Nel momento in cui mi trovai tra le mani quel pezzo di carta e lessi quanto annotato da papà, l’ultima frase mi fece sorridere di tenerezza, ma la trovai lì per lì un po’ ingenua. Colonna sonora di una vita intera, pensai. Addirittura.
Uno dei miei primi ricordi musicali riguarda proprio Fabrizio: sono a casa, con mia madre, ho cinque o sei anni e il mangiacassette diffonde note che non scorderò più. L’album è L’indiano – che in realtà non
s’intitola così, ma solo Fabrizio De André; è chiamato in quel modo per l’immagine in copertina – e due
brani dal ritmo incalzante mi conquistano con una combinazione ipnotica di voce e parole: il calipso di
Franziska e il reggae di Verdi Pascoli.
Il disco è uscito da circa quattro anni e, a quell’epoca – i primi anni Ottanta – i miei genitori sono già separati. L’album successivo, Crêuza de mä, del 1984, non entrerà mai in casa (lo comprerò io in CD, anni dopo), credo perché interamente in dialetto genovese, che mio padre parlava come una seconda lingua, e forse mia madre non si sentiva di ascoltare qualcosa che la riconducesse a lui in modo così diretto.

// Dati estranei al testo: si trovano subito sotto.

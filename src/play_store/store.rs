//! Append-only play storage.

use super::models::{
    ArtistCredit, ArtistListening, PlayCursor, PlayEvent, PlayRecord, RecordOutcome,
};
use super::normalize::normalize_name;
use super::schema::PLAY_STORE_VERSIONED_SCHEMAS;
use crate::sqlite_persistence::{open_in_memory, open_versioned};
use anyhow::Result;
use chrono::{DateTime, Datelike, Utc};
use rusqlite::{params, Connection, OptionalExtension, Transaction};
use std::collections::HashSet;
use std::path::Path;
use std::sync::{Arc, Mutex};
use tracing::debug;

/// Trait for play storage.
///
/// There is no update or delete: corrections arrive as new plays.
pub trait PlayStore: Send + Sync {
    /// Stores a play unless its `uri` is already present.
    fn record(&self, play: &PlayEvent) -> Result<RecordOutcome>;

    /// Returns up to `limit` plays of `user_id` in `year`, ordered by
    /// `(played_at, id)`, starting strictly after `after`.
    fn plays_page(
        &self,
        user_id: &str,
        year: i32,
        after: Option<PlayCursor>,
        limit: usize,
    ) -> Result<Vec<(PlayCursor, PlayRecord)>>;

    /// Users with at least one play in `year`, sorted.
    fn users_for_year(&self, year: i32) -> Result<Vec<String>>;

    /// Years with at least one play, ascending.
    fn years(&self) -> Result<Vec<i32>>;

    /// Per (user, artist) totals for `year`, every credited artist counted
    /// once per play.
    fn artist_listening(&self, year: i32, fallback_ms: u32) -> Result<Vec<ArtistListening>>;

    /// Number of plays, optionally restricted to one user.
    fn count_plays(&self, user_id: Option<&str>, year: i32) -> Result<usize>;
}

/// Lazily walks a key's plays page by page.
///
/// The stream remembers the last position it yielded, so a consumer can
/// resume it later with [`PlayStream::resume`].
pub struct PlayStream {
    store: Arc<dyn PlayStore>,
    user_id: String,
    year: i32,
    page_size: usize,
    position: Option<PlayCursor>,
    buffer: std::vec::IntoIter<(PlayCursor, PlayRecord)>,
    exhausted: bool,
}

impl PlayStream {
    pub fn new(store: Arc<dyn PlayStore>, user_id: &str, year: i32, page_size: usize) -> Self {
        Self::resume(store, user_id, year, page_size, None)
    }

    pub fn resume(
        store: Arc<dyn PlayStore>,
        user_id: &str,
        year: i32,
        page_size: usize,
        after: Option<PlayCursor>,
    ) -> Self {
        Self {
            store,
            user_id: user_id.to_string(),
            year,
            page_size: page_size.max(1),
            position: after,
            buffer: Vec::new().into_iter(),
            exhausted: false,
        }
    }

    /// Cursor of the last play yielded, if any.
    pub fn position(&self) -> Option<PlayCursor> {
        self.position
    }
}
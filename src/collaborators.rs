//! External services the read path talks to.
//!
//! Neither is needed to compute aggregates: identity resolution only maps a
//! public handle to a user id, and enrichment only decorates results at
//! presentation time.

use async_trait::async_trait;
use serde::Serialize;
use thiserror::Error;

#[derive(Debug, Error)]
pub enum CollaboratorError {
    #[error("Connection error: {0}")]
    Connection(String),

    #[error("Invalid response: {0}")]
    InvalidResponse(String),

    #[error("Request timeout")]
    Timeout,
}

/// Maps public handles to stable user ids.
#[async_trait]
pub trait IdentityResolver: Send + Sync {
    /// Returns `None` when the handle is unknown.
    async fn resolve(&self, handle: &str) -> Result<Option<String>, CollaboratorError>;
}

/// Treats every handle as a user id.
pub struct PassthroughIdentityResolver;

#[async_trait]
impl IdentityResolver for PassthroughIdentityResolver {
    async fn resolve(&self, handle: &str) -> Result<Option<String>, CollaboratorError> {
        let handle = handle.trim().trim_start_matches('@');
        Ok((!handle.is_empty()).then(|| handle.to_string()))
    }
}

/// Display metadata for an artist.
#[derive(Debug, Clone, PartialEq, Serialize)]
pub struct ArtistMetadata {
    pub image_url: Option<String>,
    pub canonical_name: Option<String>,
}

/// Looks up display metadata by external artist id. Best effort.
#[async_trait]
pub trait MetadataEnricher: Send + Sync {
    async fn artist_metadata(
        &self,
        external_id: &str,
    ) -> Result<Option<ArtistMetadata>, CollaboratorError>;
}

/// Knows nothing about any artist.
pub struct NoopMetadataEnricher;

#[async_trait]
impl MetadataEnricher for NoopMetadataEnricher {
    async fn artist_metadata(
        &self,
        _external_id: &str,
    ) -> Result<Option<ArtistMetadata>, CollaboratorError> {
        Ok(None)
    }
}
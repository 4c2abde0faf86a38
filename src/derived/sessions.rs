/// A play reduced to what session detection needs.
#[derive(Debug, Clone, Copy, PartialEq, Eq)]
pub struct TimedPlay {
    pub started_at_ms: i64,
    pub duration_ms: u64,
}

/// Length in milliseconds of the longest listening session.
///
/// A session is a maximal run of plays where each play starts no later than
/// `idle_threshold_ms` after the previous play ended. Its length spans from
/// the first play's start to the latest end within the run.
pub fn longest_session_ms(plays: &[TimedPlay], idle_threshold_ms: u64) -> u64 {
    let mut sorted = plays.to_vec();
    sorted.sort_by_key(|p| (p.started_at_ms, p.duration_ms));

    let mut iter = sorted.into_iter();
    let Some(first) = iter.next() else {
        return 0;
    };

    let end_of = |p: &TimedPlay| p.started_at_ms.saturating_add(p.duration_ms as i64);
    let mut session_start = first.started_at_ms;
    let mut session_end = end_of(&first);
    let mut longest = (session_end - session_start) as u64;

    for play in iter {
        let gap = play.started_at_ms - session_end;
        if gap > idle_threshold_ms as i64 {
            session_start = play.started_at_ms;
            session_end = end_of(&play);
        } else {
            session_end = session_end.max(end_of(&play));
        }
        longest = longest.max((session_end - session_start) as u64);
    }
    longest
}

#[cfg(test)]
mod tests {
    use super::*;

    const MIN: i64 = 60_000;

    fn at(minute: i64, length_min: u64) -> TimedPlay {
        TimedPlay {
            started_at_ms: minute * MIN,
            duration_ms: length_min * MIN as u64,
        }
    }

    #[test]
    fn empty_has_no_session() {
        assert_eq!(longest_session_ms(&[], 0), 0);
    }

    #[test]
    fn single_play_is_its_own_length() {
        assert_eq!(longest_session_ms(&[at(0, 3)], 0), 3 * MIN as u64);
    }

    #[test]
    fn back_to_back_plays_chain() {
        let plays = [at(0, 3), at(3, 3), at(7, 3)];
        // 1 minute gap fits inside a 2 minute threshold
        assert_eq!(longest_session_ms(&plays, 2 * MIN as u64), 10 * MIN as u64);
        // but not inside a 30 second one
        assert_eq!(longest_session_ms(&plays, 30_000), 6 * MIN as u64);
    }

    #[test]
    fn longest_of_several_sessions() {
        let plays = [at(100, 4), at(0, 2), at(104, 4), at(2, 2), at(108, 4)];
        assert_eq!(longest_session_ms(&plays, 0), 12 * MIN as u64);
    }

    #[test]
    fn overlapping_plays_extend_to_latest_end() {
        let plays = [at(0, 10), at(2, 1)];
        assert_eq!(longest_session_ms(&plays, 0), 10 * MIN as u64);
    }
}
//! Read and write path in front of the stores and the refresh scheduler.

use crate::aggregate::{AggregateKey, ListenerStanding, PersonalAggregate, YearlyAggregate};
use crate::cache::{CacheEntry, ResultCache};
use crate::collaborators::{ArtistMetadata, CollaboratorError, IdentityResolver, MetadataEnricher};
use crate::config::IngestionSettings;
use crate::metrics;
use crate::play_store::{IncomingPlay, IngestError, PlayStore, RecordOutcome};
use crate::refresh::{DirtyReason, RefreshError, RefreshHandle, RefreshOutcome, RefreshState};
use chrono::{DateTime, Utc};
use serde::Serialize;
use std::collections::BTreeSet;
use std::sync::Arc;
use std::time::Duration;
use thiserror::Error;
use tracing::{debug, warn};

const DEFAULT_ENRICHMENT_TIMEOUT: Duration = Duration::from_secs(2);

/// What a reader wants when the cache has nothing for a key.
#[derive(Debug, Clone, Copy, PartialEq, Eq)]
pub enum MissPolicy {
    /// Refresh the key and wait for it.
    ComputeNow,
    /// Mark the key dirty and return right away.
    Schedule,
}

/// Statistics as seen by a reader.
#[derive(Debug, Clone, Serialize)]
#[serde(tag = "status", rename_all = "snake_case")]
pub enum StatsView {
    /// The cached result is current.
    Ready {
        computed_at: DateTime<Utc>,
        stats: YearlyAggregate,
    },
    /// The last good result, served while the key is being refreshed or retried.
    Stale {
        computed_at: DateTime<Utc>,
        refresh: RefreshState,
        stats: YearlyAggregate,
    },
    /// Nothing computed yet.
    Pending { refresh: RefreshState },
}

impl StatsView {
    fn from_entry(entry: CacheEntry, state: RefreshState) -> Self {
        match state {
            RefreshState::Clean => StatsView::Ready {
                computed_at: entry.computed_at,
                stats: entry.aggregate,
            },
            refresh => StatsView::Stale {
                computed_at: entry.computed_at,
                refresh,
                stats: entry.aggregate,
            },
        }
    }

    pub fn stats(&self) -> Option<&YearlyAggregate> {
        match self {
            StatsView::Ready { stats, .. } | StatsView::Stale { stats, .. } => Some(stats),
            StatsView::Pending { .. } => None,
        }
    }
}

#[derive(Debug, Error)]
pub enum StatsError {
    #[error("Unknown handle {0:?}")]
    UnknownHandle(String),

    #[error("Identity lookup failed: {0}")]
    Identity(#[from] CollaboratorError),

    #[error(transparent)]
    Refresh(#[from] RefreshError),
}

#[derive(Debug, Clone, PartialEq, Serialize)]
pub struct RejectedPlay {
    /// Position in the submitted batch.
    pub index: usize,
    pub uri: Option<String>,
    pub reason: String,
}

#[derive(Debug, Clone, Default, PartialEq, Serialize)]
pub struct BatchReport {
    pub inserted: usize,
    pub duplicates: usize,
    pub rejected: Vec<RejectedPlay>,
}

#[derive(Debug, Clone, PartialEq, Serialize)]
pub struct ArtistImage {
    pub name: String,
    pub external_id: String,
    pub metadata: Option<ArtistMetadata>,
}
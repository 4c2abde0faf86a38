/// Distinct tracks over total plays, in `[0, 1]`; 0 when there are no plays.
pub fn listening_diversity(unique_tracks: usize, total_plays: usize) -> f64 {
    if total_plays == 0 {
        return 0.0;
    }
    (unique_tracks.min(total_plays) as f64) / (total_plays as f64)
}
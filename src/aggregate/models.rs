use super::key::AggregateKey;
use crate::derived::PercentilePoint;
use anyhow::{Context, Result};
use serde::{Deserialize, Serialize};

#[derive(Debug, Clone, PartialEq, Serialize, Deserialize)]
pub struct TopArtist {
    pub name: String,
    pub plays: u32,
    pub minutes: f64,
    #[serde(default, skip_serializing_if = "Option::is_none")]
    pub external_id: Option<String>,
    #[serde(default, skip_serializing_if = "Option::is_none")]
    pub top_track: Option<String>,
    #[serde(default, skip_serializing_if = "Option::is_none")]
    pub top_track_plays: Option<u32>,
    #[serde(default, skip_serializing_if = "Option::is_none")]
    pub top_track_duration_ms: Option<u32>,
}

#[derive(Debug, Clone, PartialEq, Serialize, Deserialize)]
pub struct TopTrack {
    pub title: String,
    pub artist: String,
    pub plays: u32,
    pub minutes: f64,
    #[serde(default, skip_serializing_if = "Option::is_none")]
    pub recording_id: Option<String>,
    #[serde(default, skip_serializing_if = "Option::is_none")]
    pub release_name: Option<String>,
    #[serde(default, skip_serializing_if = "Option::is_none")]
    pub release_id: Option<String>,
}

#[derive(Debug, Clone, PartialEq, Serialize, Deserialize)]
pub struct DayActivity {
    /// `YYYY-MM-DD`, UTC.
    pub date: String,
    pub plays: u32,
    pub minutes: f64,
}

#[derive(Debug, Clone, PartialEq, Serialize, Deserialize)]
pub struct SimilarUser {
    pub user_id: String,
    pub similarity_score: f64,
    pub shared_artists: Vec<String>,
    pub shared_artist_count: u32,
    pub shared_minutes: f64,
}

/// Yearly statistics of one listener.
#[derive(Debug, Clone, PartialEq, Serialize, Deserialize)]
pub struct PersonalAggregate {
    pub year: i32,
    pub total_minutes: f64,
    pub total_plays: u32,
    pub top_artists: Vec<TopArtist>,
    pub top_tracks: Vec<TopTrack>,
    pub new_artists_count: u32,
    #[serde(default)]
    pub unique_tracks: u32,
    pub activity_graph: Vec<DayActivity>,
    pub hourly_distribution: [u32; 24],
    #[serde(default, skip_serializing_if = "Option::is_none")]
    pub top_hour: Option<u8>,
    pub weekday_avg_minutes: f64,
    pub weekend_avg_minutes: f64,
    pub longest_streak: u32,
    pub days_active: u32,
    pub avg_track_length_ms: u64,
    pub listening_diversity: f64,
    pub longest_session_minutes: f64,
    #[serde(default, skip_serializing_if = "Option::is_none")]
    pub similar_users: Option<Vec<SimilarUser>>,
    #[serde(default)]
    pub skipped_events: u32,
}

#[derive(Debug, Clone, PartialEq, Serialize, Deserialize)]
pub struct TopListener {
    pub user_id: String,
    pub plays: u32,
    pub minutes: f64,
}

#[derive(Debug, Clone, PartialEq, Serialize, Deserialize)]
pub struct GlobalArtist {
    pub name: String,
    pub plays: u32,
    pub minutes: f64,
    pub listeners: u32,
    #[serde(default, skip_serializing_if = "Option::is_none")]
    pub external_id: Option<String>,
}

#[derive(Debug, Clone, PartialEq, Serialize, Deserialize)]
pub struct GlobalTrack {
    pub title: String,
    pub artist: String,
    pub plays: u32,
    pub minutes: f64,
    pub listeners: u32,
    #[serde(default, skip_serializing_if = "Option::is_none")]
    pub recording_id: Option<String>,
}

#[derive(Debug, Clone, PartialEq, Default, Serialize, Deserialize)]
pub struct Distribution {
    pub minutes_percentiles: Vec<PercentilePoint<f64>>,
    pub plays_percentiles: Vec<PercentilePoint<u32>>,
    pub artists_percentiles: Vec<PercentilePoint<u32>>,
    pub tracks_percentiles: Vec<PercentilePoint<u32>>,
}

/// Yearly statistics across every listener.
#[derive(Debug, Clone, PartialEq, Serialize, Deserialize)]
pub struct GlobalAggregate {
    pub year: i32,
    pub total_users: u32,
    pub total_plays: u64,
    pub total_minutes: f64,
    pub verified_minutes: f64,
    pub unique_artists: u32,
    pub unique_tracks: u32,
    pub top_users: Vec<TopListener>,
    pub top_artists: Vec<GlobalArtist>,
    pub top_tracks: Vec<GlobalTrack>,
    pub distribution: Distribution,
    #[serde(default)]
    pub skipped_events: u32,
}

/// The computed statistics for one [`AggregateKey`].
#[derive(Debug, Clone, PartialEq, Serialize)]
#[serde(untagged)]
pub enum YearlyAggregate {
    Personal(PersonalAggregate),
    Global(GlobalAggregate),
}

impl YearlyAggregate {
    pub fn year(&self) -> i32 {
        match self {
            YearlyAggregate::Personal(a) => a.year,
            YearlyAggregate::Global(a) => a.year,
        }
    }

    pub fn as_personal(&self) -> Option<&PersonalAggregate> {
        match self {
            YearlyAggregate::Personal(a) => Some(a),
            YearlyAggregate::Global(_) => None,
        }
    }

    pub fn as_global(&self) -> Option<&GlobalAggregate> {
        match self {
            YearlyAggregate::Global(a) => Some(a),
            YearlyAggregate::Personal(_) => None,
        }
    }

    pub fn skipped_events(&self) -> u32 {
        match self {
            YearlyAggregate::Personal(a) => a.skipped_events,
            YearlyAggregate::Global(a) => a.skipped_events,
        }
    }

    pub fn to_json(&self) -> Result<String> {
        serde_json::to_string(self).context("Failed to serialize aggregate")
    }

    /// Decodes a payload written by [`YearlyAggregate::to_json`]; the key decides the shape.
    pub fn from_json(key: &AggregateKey, payload: &str) -> Result<Self> {
        let aggregate = match key {
            AggregateKey::User { .. } => YearlyAggregate::Personal(
                serde_json::from_str(payload).context("Failed to parse personal aggregate")?,
            ),
            AggregateKey::Global { .. } => YearlyAggregate::Global(
                serde_json::from_str(payload).context("Failed to parse global aggregate")?,
            ),
        };
        Ok(aggregate)
    }
}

Quando escono i due dischi successivi, gli ultimi, io sono già più grande: dodici anni con Le Nuvole (1991) e diciassette con Anime Salve (1996). Si tratta degli album di De André cui sono più legato, forse perché li ho “vissuti” maggiormente, con consapevolezza. Vi sono passato in mezzo.
All’epoca di Le Nuvole i miei si frequentavano comunque, facevamo spesso gite insieme, e l’album monopolizzava l’autoradio. Papà annotava con scrupolo sul booklet della musicassetta i termini in genovese che non conosceva e sottolineava i passaggi dei brani che desiderava approfondire: ricordo intense conversazioni con alcuni suoi amici sul significato di La domenica delle salme.
Nel ’96 acquistai io Anime Salve per mia madre e ne feci una copia per mio padre; quanti frammenti, strofe, frasi delle canzoni di De André sono entrati negli anni nel frasario di papà, in una sorta di lessico famigliare che conivolse anche me. Cáu oú mè zuenótto, caro il mio giovanotto, mi chiamava spesso papà citando un passaggio di  cúmba.
Ascoltare De André mi riporta alla mia famiglia, ma anche alla scuola: il Liceo Classico Colombo di Genova, in cui ho trascorso cinque indimenticabili anni, è lo stesso che frequentò Faber e, quel 13 gennaio del ’99, fui scelto insieme ad altri studenti (da anni mi occupavo del giornale scolastico) in rappresentanza dell’istituto per presenziare al funerale.
Gli anni che seguirono li dedicai ad approfondire il De André che conoscevo meno, quello dei primi tempi, e
recuperai a ritroso tutti gli album antecedenti la mia nascita.
La colonna sonora della mia vita. Oggi, a venticinque anni dalla morte di Fabrizio (per me come uno di famiglia), non ho dubbi a definirne l’opera nello stesso modo scelto da mio padre. De André è compagno
di viaggio, stile di vita, guida che indica il percorso. Linguaggio che mette radici. Oggi come allora lo
ascolto a casa e in auto; i miei bambini prediligono magari i brani più orecchiabili, ma uno dei primi pezzi
che Bianca ha imparato a strimpellare al piano è proprio La guerra di Piero. Sensibilità, poesia,
attenzione per gli altri, per i più umili: è questo il De André che resta dentro.
Gian Carlo, mio papà, è mancato nel 2021: in uno degli ultimi giorni, quando la malattia gli impediva perfino di parlare, i suoi occhi si spalancarono per la gioia e il volto si distese in un sorriso nel momento in cui gli feci ascoltare Crêuza de mä per l’ultima volta. Tempo dopo ho saputo che per anni, ogni giorno, aveva offerto il pranzo a una famiglia bisognosa, invitandoli a casa sua, senza mai farne parola con nessuno.